The insulin-like growth factor (IGF)-binding proteins (IGFBPs) from adult human serum, amniotic fluid, and cerebrospinal fluid were analyzed by a modified two-dimensional gel electrophoresis followed by Western ligand blotting. The samples were subjected to immobilized pH gradient isoelectric focusing in the first dimension, followed by nondenaturing SDS-PAGE in the second dimension and autoradiography after ligand blotting with [125I]IGF-I or [125I]IGF-II. The identity of the binding proteins was confirmed by immunoblotting and immunoprecipitation with specific antibodies. Using this method, all six human high affinity IGFBPs could be clearly separated from each other according to their molecular mass and isoelectric points (pI).

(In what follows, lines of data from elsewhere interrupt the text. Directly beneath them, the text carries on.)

//! History command implementation.

use std::path::{Path, PathBuf};

use anyhow::{Context, Result};
use tracing::{info, warn};
use wsp_core::HistoryOptions;

use crate::cli::OutputFormat;
use crate::format::{
    FormatOptions, HistoryRow, format_easyweather_line, format_history_csv, format_history_json,
    format_history_text,
};
use crate::style;
use crate::template::{RenderContext, Template};
use crate::util::{now_local, open_station, read_settings, write_output};

/// Everything the history command needs, resolved from flags and config.
pub struct HistoryRequest<'a> {
    pub infile: &'a Path,
    /// Newest records to print; `None` prints all of them.
    pub count: Option<u16>,
    pub format: OutputFormat,
    pub template: Option<&'a str>,
    pub quick_rain: bool,
    pub output: Option<&'a PathBuf>,
    pub quiet: bool,
    pub opts: &'a FormatOptions,
}

pub fn cmd_history(request: HistoryRequest<'_>) -> Result<()> {
    let HistoryRequest {
        infile,
        count,
        format,
        template,
        quick_rain,
        output,
        quiet,
        opts,
    } = request;

    // Parse the template upfront to fail fast
    let template = template.map(Template::parse).transpose()?;

    let mut station = open_station(infile)?;
    let settings = read_settings(&mut station)?;

    let options = HistoryOptions::new().quick_rain(quick_rain);
    let options = match count {
        Some(count) => options.count(count),
        None => options.all(),
    };
    let total = options.records_to_read(settings.data_count);

    // Progress only pays off for long walks
    let pb = (!quiet && total > 100).then(|| style::history_progress_bar(u64::from(total)));
    let pb_for_callback = pb.clone();
    let options = match pb_for_callback {
        Some(pb) => options.with_progress(move |progress| {
            pb.set_position(progress.records_read as u64);
        }),
        None => options,
    };

    let history = station
        .read_history(&settings, &options)
        .context("Failed to read history")?;

    if let Some(pb) = pb {
        pb.finish_and_clear();
    }
    if history.missing() > 0 {
        warn!(
            "{} of {} records could not be read and are skipped",
            history.missing(),
            history.len()
        );
    }
    info!(
        "Read {} records{}",
        history.len(),
        if history.quick_rain() { " (quick rain)" } else { "" }
    );

    let needs_rain = match &template {
        Some(template) => template.needs_rain(),
        None => format != OutputFormat::Easyweather,
    };

    let mut rows = Vec::with_capacity(history.len());
    for (position, slot) in history.slots().iter().enumerate() {
        let Some(item) = slot else { continue };
        let rain = needs_rain.then(|| station.rain_totals(&history, position));
        rows.push(HistoryRow { item: *item, rain });
    }

    let content = match (&template, format) {
        (Some(template), _) => rows
            .iter()
            .map(|row| {
                let ctx = RenderContext {
                    altitude: opts.altitude,
                    rain: row.rain.unwrap_or_default(),
                };
                template.render(&row.item, &ctx)
            })
            .collect::<String>(),
        (None, OutputFormat::Easyweather) => {
            let now = now_local();
            rows.iter()
                .map(|row| format_easyweather_line(&row.item, now))
                .collect::<String>()
        }
        (None, OutputFormat::Json) => format_history_json(&rows, opts)?,
        (None, OutputFormat::Csv) => format_history_csv(&rows, opts),
        (None, OutputFormat::Text) => format_history_text(&rows, opts),
    };

    write_output(output, &content)?;
    Ok(())
}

All IGFBPs exhibited a variety of specific pI isoforms, which presumably represent posttranslational modifications. In adult human serum, glycosylated IGFBP-3 is found as a broad band of spots with molecular masses of 41 and 45 kDa and a pI in the range of 4.8-8.2. The two IGFBP-3 bands could be reduced to a single 36-kDa band after deglycosylation (pI 6-9). Furthermore, the specific spots for IGFBP-2 (33 kDa; pI 6.2-7.1) and deglycosylated IGFBP-4 (24 kDa; pI 6.3, 6.5, and 6.8) were found with their expected molecular masses. Additionally, the diffuse bands around 30 kDa, found in one-dimensional Western ligand blotting, could be clearly separated into distinct groups of specific spots representing IGFBP-1 (30 kDa; pI 4.0-4.8), IGFBP-6 (30 kDa; pI 4.8-5.8), glycosylated IGFBP-4 (29 kDa; pI 6.1 and 6.3), and IGFBP-5 (30/31 kDa; pI 6.4-8). As expected, IGFBP-6 was visible only when IGF-II was used as radioligand. In conclusion, two-dimensional gel electrophoresis followed by Western ligand blotting allows identification of all six high affinity IGFBPs with their isoforms on the basis of their characteristic molecular masses and pI, especially in the range of 30 kDa. This technique can be rapidly performed with small amounts of complex biological fluids and is a powerful tool for the detection and analysis of posttranslational modifications of IGFBPs.